Tradisi jahiliyah tersebut tidak dibatalkan dalam Islam secara
keseluruhan, artinya pengangkatan anak orang lain menjadi seperti anak sendiri
tetap dianjurkan dalam Islam, akan tetapi hukumnya tidak sama dengan hukum
adopsi yang berlaku pada masa jahiliyah, antara lain tidak boleh dinisbahkan
namanya kepada orang tua angkatnya, tidak mewarisi, tidak berlaku seperti
mahram (surah. Al-ahzab
: 4-5).
Ø Status
Hukum Anak Angkat
Ada dua status hukum yang terkait
dengan permasalahan anak angkat.
1. Dalam Kewarisan
Dalam Islam ada tiga faktor yang
menyebabkan seseorang saling mewarisi, yaitu karena nasab, perkawinan yang sah,
faktor hubungan perwalian antara hamba sahaya dan wali yang memerdekakannya.

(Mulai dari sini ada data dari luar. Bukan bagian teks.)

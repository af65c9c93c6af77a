//! Typed bindings for the OpenGL 4.6 core profile.
//!
//! A [`Gl`] is loaded once per context from a [`GetProcAddress`] loader and
//! exposes every core command as a method. Enumerant groups and bitfields
//! are typed where the registry defines them, names are passed as `&str`
//! and vertex attribute indices are checked before they reach the driver.
//!
//! ```no_run
//! # fn loader(_: &str) -> *const std::os::raw::c_void { std::ptr::null() }
//! use glcore::{enums::Capability, GlBuilder};
//!
//! let gl = unsafe {
//!     GlBuilder::new()
//!         .with_minimum_version(4, 5)
//!         .with_required_function("glBufferStorage")
//!         .build(loader)
//! }?;
//! gl.enable(Capability::DepthTest);
//! # Ok::<(), glcore::Error>(())
//! ```

pub use glcore_sys as sys;

pub mod builder;
mod commands;
mod context;
pub mod debug;
pub mod enums;
pub mod error;
pub mod extensions;
pub mod flags;
pub mod index;
pub mod loader;
mod util;
pub mod version;

#[cfg(test)]
pub(crate) mod testing;

pub use builder::GlBuilder;
pub use commands::{buffer_offset, typed_commands, ActiveVariable, COMPATIBILITY_ONLY};
pub use context::Gl;
pub use debug::DebugMessage;
pub use error::{Error, Result};
pub use extensions::{ExtensionSet, KnownExtension};
pub use index::IntoIndex;
pub use loader::GetProcAddress;
#[cfg(feature = "system-loader")]
pub use loader::SystemLoader;
pub use sys::types;
pub use version::Version;
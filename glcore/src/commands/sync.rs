use crate::{
    flags::SyncFlags,
    sys::{self, types::*},
    Gl,
};

/// Fence sync objects.
impl Gl {
    /// Returns a `SyncStatus` value as a raw `GLenum`.
    pub fn client_wait_sync(&self, sync: GLsync, flags: SyncFlags, timeout: GLuint64) -> GLenum {
        unsafe { self.raw.ClientWaitSync(sync, flags.bits(), timeout) }
    }

    pub fn delete_sync(&self, sync: GLsync) {
        unsafe { self.raw.DeleteSync(sync) }
    }

    /// `condition` must be `SYNC_GPU_COMMANDS_COMPLETE` and `flags` zero in
    /// every current GL version.
    pub fn fence_sync(&self, condition: GLenum, flags: GLbitfield) -> GLsync {
        unsafe { self.raw.FenceSync(condition, flags) }
    }

    /// Inserts a fence that signals once all prior commands complete.
    pub fn fence(&self) -> GLsync {
        self.fence_sync(sys::SYNC_GPU_COMMANDS_COMPLETE, 0)
    }

    /// Every sync parameter is a single value.
    pub fn get_synciv(&self, sync: GLsync, pname: GLenum) -> GLint {
        let mut value = 0;
        let mut length = 0;
        unsafe { self.raw.GetSynciv(sync, pname, 1, &mut length, &mut value) };
        value
    }

    pub fn is_sync(&self, sync: GLsync) -> bool {
        unsafe { self.raw.IsSync(sync) != 0 }
    }

    /// Makes the server wait for `sync`. `flags` must be zero and `timeout`
    /// `TIMEOUT_IGNORED`.
    pub fn wait_sync(&self, sync: GLsync, flags: GLbitfield, timeout: GLuint64) {
        unsafe { self.raw.WaitSync(sync, flags, timeout) }
    }
}
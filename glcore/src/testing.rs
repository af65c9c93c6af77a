//! A recording mock driver.
//!
//! Every mock entry point appends `glName(arg, ..)` to a thread-local call
//! log. The hand-written mocks below fill outputs and capture strings, and
//! format their arguments with `Debug`, writing `..` for arguments not worth
//! comparing. Every other core command is a generated recorder that only
//! logs its arguments.
#![allow(non_snake_case)]

use crate::{
    sys::{self, types::*},
    Gl,
};
use std::{
    cell::{Cell, RefCell},
    collections::VecDeque,
    ffi::{CStr, CString},
    fmt,
    os::raw::c_void,
    ptr, slice,
    sync::{Arc, Mutex},
};
use tracing::{
    field::{Field, Visit},
    span, Event, Level, Metadata, Subscriber,
};

pub const MAPPED_POINTER: *mut c_void = 0x1000 as *mut c_void;
pub const PROGRAM_BINARY: &[u8] = b"\x7fGLB\x01mock program";
pub const PROGRAM_BINARY_FORMAT: GLenum = 0x8E21;
pub const QUERY_RESULT: GLuint64 = 16_666_667;
/// Length of the `COMPRESSED_TEXTURE_FORMATS` list, far past any fixed buffer.
pub const COMPRESSED_FORMATS: GLenum = 4096;
pub const FIRST_COMPRESSED_FORMAT: GLenum = 0x9270;

const DEFAULT_VERSION: &str = "4.6.0 Mock";
const SYNC: usize = 0x2000;

struct DebugEntry {
    source: GLenum,
    type_: GLenum,
    id: GLuint,
    severity: GLenum,
    text: String,
}

thread_local! {
    static CALLS: RefCell<Vec<String>> = const { RefCell::new(Vec::new()) };
    static BYTES: RefCell<Vec<u8>> = const { RefCell::new(Vec::new()) };
    static STRINGS: RefCell<Vec<String>> = const { RefCell::new(Vec::new()) };
    static INFO_LOG: RefCell<String> = const { RefCell::new(String::new()) };
    static VERSION: RefCell<String> = RefCell::new(DEFAULT_VERSION.to_owned());
    static ERROR: Cell<GLenum> = const { Cell::new(sys::NO_ERROR) };
    static EXTENSIONS: RefCell<Vec<String>> = const { RefCell::new(Vec::new()) };
    static DEBUG_CALLBACK: Cell<GLDEBUGPROC> = const { Cell::new(None) };
    static DEBUG_LOG: RefCell<VecDeque<DebugEntry>> = const { RefCell::new(VecDeque::new()) };
}

/// A table loaded entirely from the mocks.
pub fn gl() -> Gl {
    unsafe { Gl::load_with(lookup) }
}

/// Drains the call log.
pub fn calls() -> Vec<String> {
    CALLS.with(|calls| calls.take())
}

/// Drains the bytes uploaded by the last data call.
pub fn take_bytes() -> Vec<u8> {
    BYTES.with(|bytes| bytes.take())
}

/// Drains the strings passed to `glShaderSource`.
pub fn take_strings() -> Vec<String> {
    STRINGS.with(|strings| strings.take())
}

pub fn set_info_log(log: &str) {
    INFO_LOG.with(|info_log| *info_log.borrow_mut() = log.to_owned());
}

/// Sets the `GL_VERSION` string. `GL_SHADING_LANGUAGE_VERSION` is fixed.
pub fn set_version(version: &str) {
    VERSION.with(|current| *current.borrow_mut() = version.to_owned());
}

/// Raises the error flag returned by the next `glGetError`.
pub fn set_error(error: GLenum) {
    ERROR.with(|flag| flag.set(error));
}

pub fn set_extensions(extensions: &[&str]) {
    EXTENSIONS.with(|current| {
        *current.borrow_mut() = extensions.iter().map(|name| (*name).to_owned()).collect()
    });
}

/// The callback installed through `glDebugMessageCallback`.
pub fn debug_callback() -> GLDEBUGPROC {
    DEBUG_CALLBACK.with(Cell::get)
}

pub fn push_debug_message(source: GLenum, type_: GLenum, id: GLuint, severity: GLenum, text: &str) {
    DEBUG_LOG.with(|log| {
        log.borrow_mut().push_back(DebugEntry {
            source,
            type_,
            id,
            severity,
            text: text.to_owned(),
        })
    });
}

/// A `tracing` event seen by [`capture_events`].
#[derive(Clone, Debug, PartialEq, Eq)]
pub struct CapturedEvent {
    pub level: Level,
    pub target: String,
    pub message: String,
}

#[derive(Clone, Default)]
struct Capture {
    events: Arc<Mutex<Vec<CapturedEvent>>>,
}

struct MessageField(String);

impl Visit for MessageField {
    fn record_debug(&mut self, field: &Field, value: &dyn fmt::Debug) {
        if field.name() == "message" {
            self.0 = format!("{value:?}");
        }
    }
}

impl Subscriber for Capture {
    fn enabled(&self, _metadata: &Metadata<'_>) -> bool {
        true
    }

    fn new_span(&self, _span: &span::Attributes<'_>) -> span::Id {
        span::Id::from_u64(1)
    }

    fn record(&self, _span: &span::Id, _values: &span::Record<'_>) {}

    fn record_follows_from(&self, _span: &span::Id, _follows: &span::Id) {}

    fn event(&self, event: &Event<'_>) {
        let mut message = MessageField(String::new());
        event.record(&mut message);
        self.events.lock().unwrap().push(CapturedEvent {
            level: *event.metadata().level(),
            target: event.metadata().target().to_owned(),
            message: message.0,
        });
    }

    fn enter(&self, _span: &span::Id) {}

    fn exit(&self, _span: &span::Id) {}
}

/// Runs `f` with a subscriber that records every event it emits.
pub fn capture_events(f: impl FnOnce()) -> Vec<CapturedEvent> {
    let capture = Capture::default();
    tracing::subscriber::with_default(capture.clone(), f);
    let events = capture.events.lock().unwrap().clone();
    events
}

struct Elided;

impl fmt::Debug for Elided {
    fn fmt(&self, f: &mut fmt::Formatter<'_>) -> fmt::Result {
        f.write_str("..")
    }
}

fn record(name: &str, args: Vec<String>) {
    CALLS.with(|calls| calls.borrow_mut().push(format!("{name}({})", args.join(", "))));
}

/// Recorder argument formatting. Addresses below 64 KiB are buffer
/// offsets or null and print as hex; real pointers print as `..`.
trait Shown {
    fn shown(&self) -> String;
}

macro_rules! shown_with_debug {
    ($($ty:ty),*) => {
        $(impl Shown for $ty {
            fn shown(&self) -> String {
                format!("{self:?}")
            }
        })*
    };
}

shown_with_debug!(u8, i8, u16, i16, u32, i32, u64, i64, isize, usize, f32, f64);

fn address(address: usize) -> String {
    match address {
        0..=0xFFFF => format!("{address:#x}"),
        _ => "..".to_owned(),
    }
}

impl<T> Shown for *const T {
    fn shown(&self) -> String {
        address(*self as usize)
    }
}

impl<T> Shown for *mut T {
    fn shown(&self) -> String {
        address(*self as usize)
    }
}

macro_rules! record {
    ($name:literal $(, $arg:expr)* $(,)?) => {
        record($name, vec![$(format!("{:?}", $arg)),*])
    };
}
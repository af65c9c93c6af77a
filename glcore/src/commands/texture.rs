use crate::{
    enums::TextureTarget,
    sys::types::*,
    util::{count, gl_bool},
    Gl,
};
use std::ffi::c_void;
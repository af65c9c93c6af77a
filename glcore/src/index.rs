use crate::{
    error::{Error, Result},
    sys::types::GLuint,
};

/// An argument usable as a GL index.
///
/// Signed and wide integers are accepted for convenience and checked
/// before any call reaches the driver.
pub trait IntoIndex: Copy {
    fn into_index(self, function: &'static str) -> Result<GLuint>;
}

macro_rules! lossless_index {
    ($($ty:ty),*) => {
        $(impl IntoIndex for $ty {
            #[inline]
            fn into_index(self, _function: &'static str) -> Result<GLuint> {
                Ok(GLuint::from(self))
            }
        })*
    };
}

macro_rules! checked_index {
    ($($ty:ty),*) => {
        $(impl IntoIndex for $ty {
            #[inline]
            fn into_index(self, function: &'static str) -> Result<GLuint> {
                GLuint::try_from(self).map_err(|_| Error::IndexOutOfRange {
                    function,
                    value: i64::try_from(self).unwrap_or(i64::MAX),
                })
            }
        })*
    };
}

lossless_index!(u8, u16, u32);
checked_index!(i32, i64, usize);
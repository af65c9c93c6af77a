use crate::{
    enums::{
        BlendEquation, BlendFactor, Capability, CompareFunc, ErrorCode, Face, FrontFaceDirection,
        LogicOp, PolygonMode, StencilOp, StringName,
    },
    error::{Error, Result},
    flags::MemoryBarrier,
    sys::{self, types::*},
    util::{count, gl_bool},
    Gl,
};
use std::{
    ffi::{c_void, CStr},
    ptr,
};

/// Largest number of values any fixed-size `glGet*` parameter produces.
const SCRATCH: usize = 16;

/// The parameter holding the length of the format list `pname`.
fn format_count(pname: GLenum) -> Option<GLenum> {
    match pname {
        sys::COMPRESSED_TEXTURE_FORMATS => Some(sys::NUM_COMPRESSED_TEXTURE_FORMATS),
        sys::PROGRAM_BINARY_FORMATS => Some(sys::NUM_PROGRAM_BINARY_FORMATS),
        sys::SHADER_BINARY_FORMATS => Some(sys::NUM_SHADER_BINARY_FORMATS),
        _ => None,
    }
}

fn driver_string(string: *const GLubyte) -> Option<String> {
    match string.is_null() {
        true => None,
        false => Some(
            unsafe { CStr::from_ptr(string.cast()) }
                .to_string_lossy()
                .into_owned(),
        ),
    }
}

Anak angkat tidak termasuk kedalamnya, dalam arti bukan satu kerabat atau satu
keturunan dengan orang tua angkatnya, bukan pula lahir atas perkawinan yang sah
dari orang tua angkatnya, dan bukan pula karena hubungan perwalian. Oleh karena
itu antara dirinya dan orang tua angkatnya itu tidak berhak saling mewarisi
satu sama lain. Jika ia akan mewarisi maka hak waris mewarisi hanya berlaku
antara dirinya dan orangtua kandungnya secara timbal balik.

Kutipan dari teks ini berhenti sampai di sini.